The growth and advection of the vapor phase in two-phase microchannel heat exchangers increase the system pressure and cause flow instabilities. One solution is to locally vent the vapor formed by capping the microchannels with a porous, hydrophobic membrane. In this paper we visualize this venting process in a single 124 lm by 98 lm copper microchannel with a 65 lm thick, 220 nm pore diameter hydrophobic Teflon membrane wall to determine the impact of varying flow conditions on the flow structures and venting process during adiabatic and diabatic operation. We characterize liquid velocities of 0.14, 0.36 and 0.65 m/s with superficial air velocities varying from 0.3 to 8 m/s.
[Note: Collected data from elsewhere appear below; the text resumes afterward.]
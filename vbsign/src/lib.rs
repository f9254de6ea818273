// SPDX-FileCopyrightText: 2023-2025 Andrew Gunnerson
// SPDX-License-Identifier: GPL-3.0-only

//! Since vbsign is primarily an application and not a library, the semver
//! versioning covers the CLI only. All Rust APIs can change at any time, even
//! in patch releases.
//!
//! The byte formats live in [`format`] and only know about their own
//! structure. [`bios`] ties them together into operations on whole firmware
//! images.

pub mod bios;
pub mod cli;
pub mod crypto;
pub mod format;
pub mod util;
// SPDX-FileCopyrightText: 2023-2025 Andrew Gunnerson
// SPDX-License-Identifier: GPL-3.0-only

use std::{
    process::ExitCode,
    sync::atomic::{AtomicBool, Ordering},
};

use tracing::error;

static LOGGING_INITIALIZED: AtomicBool = AtomicBool::new(false);

fn main() -> ExitCode {
    match vbsign::cli::args::main(&LOGGING_INITIALIZED) {
        Ok(()) => ExitCode::SUCCESS,
        Err(e) => {
            if LOGGING_INITIALIZED.load(Ordering::SeqCst) {
                error!("{e:?}");
            } else {
                eprintln!("{e:?}");
            }
            ExitCode::FAILURE
        }
    }
}
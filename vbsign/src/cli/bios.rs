// SPDX-FileCopyrightText: 2023-2025 Andrew Gunnerson
// SPDX-License-Identifier: GPL-3.0-only

use std::{
    ffi::OsString,
    fs,
    io::Write,
    path::{Path, PathBuf},
};

use anyhow::{Context, Result, bail};
use clap::{Args, Parser, Subcommand};
use tracing::{error, info};

use crate::{
    bios::{
        self, AreaTable,
        cbfs::{self, CbfsTool},
        show::{self, ShowReport},
        sign::{self, LoemExport, SignOptions},
        slot::Overrides,
    },
    cli::{status, warning},
    crypto::{self, PassphraseSource, RsaSigningKey},
    format::vb2::{Keyblock, PackedKey},
    util,
};

/// Parse an integer that may be written in hex with a `0x` prefix.
pub fn parse_u32(value: &str) -> std::result::Result<u32, String> {
    let parsed = if let Some(hex) = value
        .strip_prefix("0x")
        .or_else(|| value.strip_prefix("0X"))
    {
        u32::from_str_radix(hex, 16)
    } else {
        value.parse()
    };

    parsed.map_err(|e| e.to_string())
}

fn read_image(path: &Path) -> Result<(Vec<u8>, AreaTable)> {
    let image = fs::read(path).with_context(|| format!("Failed to read image: {path:?}"))?;
    let table = AreaTable::find(&image).with_context(|| format!("Failed to find FMAP: {path:?}"))?;

    Ok((image, table))
}

/// Atomically replace the contents of `path`.
fn write_image(path: &Path, data: &[u8]) -> Result<()> {
    let mut temp = tempfile::NamedTempFile::new_in(util::parent_path(path))
        .with_context(|| format!("Failed to create temporary file next to: {path:?}"))?;

    temp.write_all(data)
        .with_context(|| format!("Failed to write temporary file: {:?}", temp.path()))?;
    temp.persist(path)
        .with_context(|| format!("Failed to replace image: {path:?}"))?;

    Ok(())
}

fn write_info(path: &Path, report: &ShowReport) -> Result<()> {
    let data = toml_edit::ser::to_string_pretty(report)
        .with_context(|| format!("Failed to serialize BIOS info TOML: {path:?}"))?;
    fs::write(path, data).with_context(|| format!("Failed to write BIOS info TOML: {path:?}"))?;

    Ok(())
}

fn load_key(group: &KeyGroup) -> Result<RsaSigningKey> {
    let source = PassphraseSource::new(
        &group.signing_key,
        group.pass_file.as_deref(),
        group.pass_env_var.as_deref(),
    );
    let signing_key = if let Some(helper) = &group.signing_helper {
        let public_key = crypto::read_pem_public_key_file(&group.signing_key)
            .with_context(|| format!("Failed to load key: {:?}", group.signing_key))?;

        RsaSigningKey::External {
            program: helper.clone(),
            public_key_file: group.signing_key.clone(),
            public_key,
            passphrase_source: source,
        }
    } else {
        let private_key = crypto::read_pem_key_file(&group.signing_key, &source)
            .with_context(|| format!("Failed to load key: {:?}", group.signing_key))?;

        RsaSigningKey::Internal(private_key)
    };

    Ok(signing_key)
}

fn load_options(cli: &SignCli) -> Result<SignOptions> {
    let signing_key = load_key(&cli.key)?;

    let data = fs::read(&cli.keyblock)
        .with_context(|| format!("Failed to read keyblock: {:?}", cli.keyblock))?;
    let keyblock = Keyblock::parse(&data)
        .with_context(|| format!("Failed to parse keyblock: {:?}", cli.keyblock))?;

    let data = fs::read(&cli.kernel_subkey)
        .with_context(|| format!("Failed to read kernel subkey: {:?}", cli.kernel_subkey))?;
    let kernel_subkey = PackedKey::parse(&data)
        .with_context(|| format!("Failed to parse kernel subkey: {:?}", cli.kernel_subkey))?;

    let loem = cli
        .loem_id
        .as_deref()
        .map(|id| {
            let dir = cli.loem_dir.as_deref().unwrap_or(Path::new("."));
            LoemExport::new(dir, id)
        })
        .transpose()
        .context("Invalid signature block export ID")?;

    let overrides = Overrides {
        version: cli.version,
        flags: cli.flags,
    };

    SignOptions::new(signing_key, keyblock, kernel_subkey, overrides, loem)
        .context("Invalid signing key material")
}

fn show_subcommand(cli: &ShowCli) -> Result<()> {
    let (image, table) = read_image(&cli.input)?;

    if !bios::is_bios_image(&image) {
        warning!("FMAP does not contain all mandatory BIOS regions");
    }

    let report = show::show(&image, &table);

    if !cli.quiet {
        println!("BIOS:                    {}", cli.input.display());
        print!("{report}");
    }

    if let Some(path) = &cli.output_info {
        write_info(path, &report)?;
    }

    if report.invalid_count != 0 {
        bail!("Found {} invalid components", report.invalid_count);
    }

    Ok(())
}

fn sign_subcommand(cli: &SignCli) -> Result<()> {
    // Key material must be valid before the image is touched.
    let options = load_options(cli)?;

    let path = match &cli.output {
        Some(output) => {
            fs::copy(&cli.input, output)
                .with_context(|| format!("Failed to copy {:?} to {output:?}", cli.input))?;
            output
        }
        None => &cli.input,
    };

    // Truncating the CBFS modifies the file, so the image can only be loaded
    // for signing afterwards.
    let (_, table) = read_image(path)?;
    let cbfstool = CbfsTool::new(&cli.cbfstool, path);
    let hints = cbfs::derive_hints(&cbfstool, &table)
        .with_context(|| format!("Failed to query CBFS metadata: {path:?}"))?;

    let (original, table) = read_image(path)?;
    let mut image = original.clone();

    status!("Signing BIOS image: {path:?}");

    let result = sign::sign(&mut image, &table, &hints, &options);

    // Slot A may have been rewritten even if slot B failed.
    if image != original {
        write_image(path, &image)?;
    }

    let report = result.with_context(|| format!("Failed to sign image: {path:?}"))?;

    for slot in &report.slots {
        info!(
            "Slot {}: signed {:#x} bytes, version {}, flags {:#x}",
            slot.slot, slot.signed_size, slot.version, slot.flags,
        );
    }

    for exported in &report.exported {
        status!("Exported signature block: {exported:?}");
    }

    if !report.export_errors.is_empty() {
        for e in &report.export_errors {
            error!("{}", bios::error_chain(e));
        }
        bail!(
            "Failed to export {} signature blocks",
            report.export_errors.len(),
        );
    }

    Ok(())
}

pub fn bios_main(cli: &BiosCli) -> Result<()> {
    match &cli.command {
        BiosCommand::Show(c) => show_subcommand(c),
        BiosCommand::Sign(c) => sign_subcommand(c),
    }
}

/// Describe and validate every region of a BIOS image.
///
/// The command fails if any mandatory region is missing or if any region that
/// is present is invalid.
#[derive(Debug, Parser)]
struct ShowCli {
    /// Path to BIOS image.
    #[arg(short, long, value_name = "FILE", value_parser)]
    input: PathBuf,

    /// Path to output info TOML.
    #[arg(long, value_name = "FILE", value_parser)]
    output_info: Option<PathBuf>,

    /// Don't print the report.
    #[arg(short, long)]
    quiet: bool,
}

#[derive(Debug, Args)]
struct KeyGroup {
    /// Private key for signing the firmware bodies and preambles.
    ///
    /// This must be the private key for the keyblock's data key. If
    /// --signing-helper is used, then this is the public key instead.
    #[arg(short = 'k', long, value_name = "FILE", value_parser)]
    signing_key: PathBuf,

    /// Environment variable containing the private key passphrase.
    #[arg(long, value_name = "ENV_VAR", value_parser, group = "pass")]
    pass_env_var: Option<OsString>,

    /// File containing the private key passphrase.
    #[arg(long, value_name = "FILE", value_parser, group = "pass")]
    pass_file: Option<PathBuf>,

    /// External program for signing.
    ///
    /// If this option is specified, then --signing-key must refer to a public
    /// key. The program will be invoked as:
    ///
    /// <program> <algo> <public key> [file <pass file>|env <pass env>]
    #[arg(long, value_name = "PROGRAM", value_parser)]
    signing_helper: Option<PathBuf>,
}

/// Re-sign the firmware bodies of a BIOS image.
///
/// Slot A is required. Slot B is signed too if the image has a FW_MAIN_B
/// region.
#[derive(Debug, Parser)]
struct SignCli {
    /// Path to BIOS image.
    #[arg(short, long, value_name = "FILE", value_parser)]
    input: PathBuf,

    /// Path to output BIOS image.
    ///
    /// If unspecified, the input image is modified in place.
    #[arg(short, long, value_name = "FILE", value_parser)]
    output: Option<PathBuf>,

    #[command(flatten)]
    key: KeyGroup,

    /// Keyblock containing the data key.
    #[arg(short = 'b', long, value_name = "FILE", value_parser)]
    keyblock: PathBuf,

    /// Packed kernel subkey to embed in the preambles.
    #[arg(long, value_name = "FILE", value_parser)]
    kernel_subkey: PathBuf,

    /// Firmware version.
    ///
    /// Defaults to the version in the existing preamble, or 1.
    #[arg(long, value_name = "NUM", value_parser = parse_u32)]
    version: Option<u32>,

    /// Preamble flags.
    ///
    /// Defaults to the flags in the existing preamble, or 0.
    #[arg(long, value_name = "FLAGS", value_parser = parse_u32)]
    flags: Option<u32>,

    /// Directory for standalone signature block copies.
    #[arg(long, value_name = "DIR", value_parser, requires = "loem_id")]
    loem_dir: Option<PathBuf>,

    /// Identifier for standalone signature block copies.
    ///
    /// If specified, the new signature blocks are also written to
    /// vblock_A.<ID> and vblock_B.<ID>.
    #[arg(long, value_name = "ID")]
    loem_id: Option<String>,

    /// Path to cbfstool.
    #[arg(long, value_name = "PROGRAM", value_parser, default_value = "cbfstool")]
    cbfstool: PathBuf,
}

#[derive(Debug, Subcommand)]
enum BiosCommand {
    Show(ShowCli),
    Sign(SignCli),
}

/// Show or re-sign verified boot BIOS images.
#[derive(Debug, Parser)]
pub struct BiosCli {
    #[command(subcommand)]
    command: BiosCommand,
}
Wavy-stratified and stratified flow dominated low liquid velocities while annular type flows dominated at the higher velocities. Gas/vapor venting can be improved by increasing the venting area, increasing the trans-membrane pressure or using thinner, high permeability membranes. Diabatic experiments with mass flux velocities of 140 and 340 kg/s/m2 and exit qualities up to 20% found that stratified type flows dominate at lower mass fluxes while churn-annular flow became more prevalent at the higher mass-flux and quality. The diabatic flow regimes are believed to significantly influence the pressure-drop and heat transfer coefficient in vapor venting heat exchangers.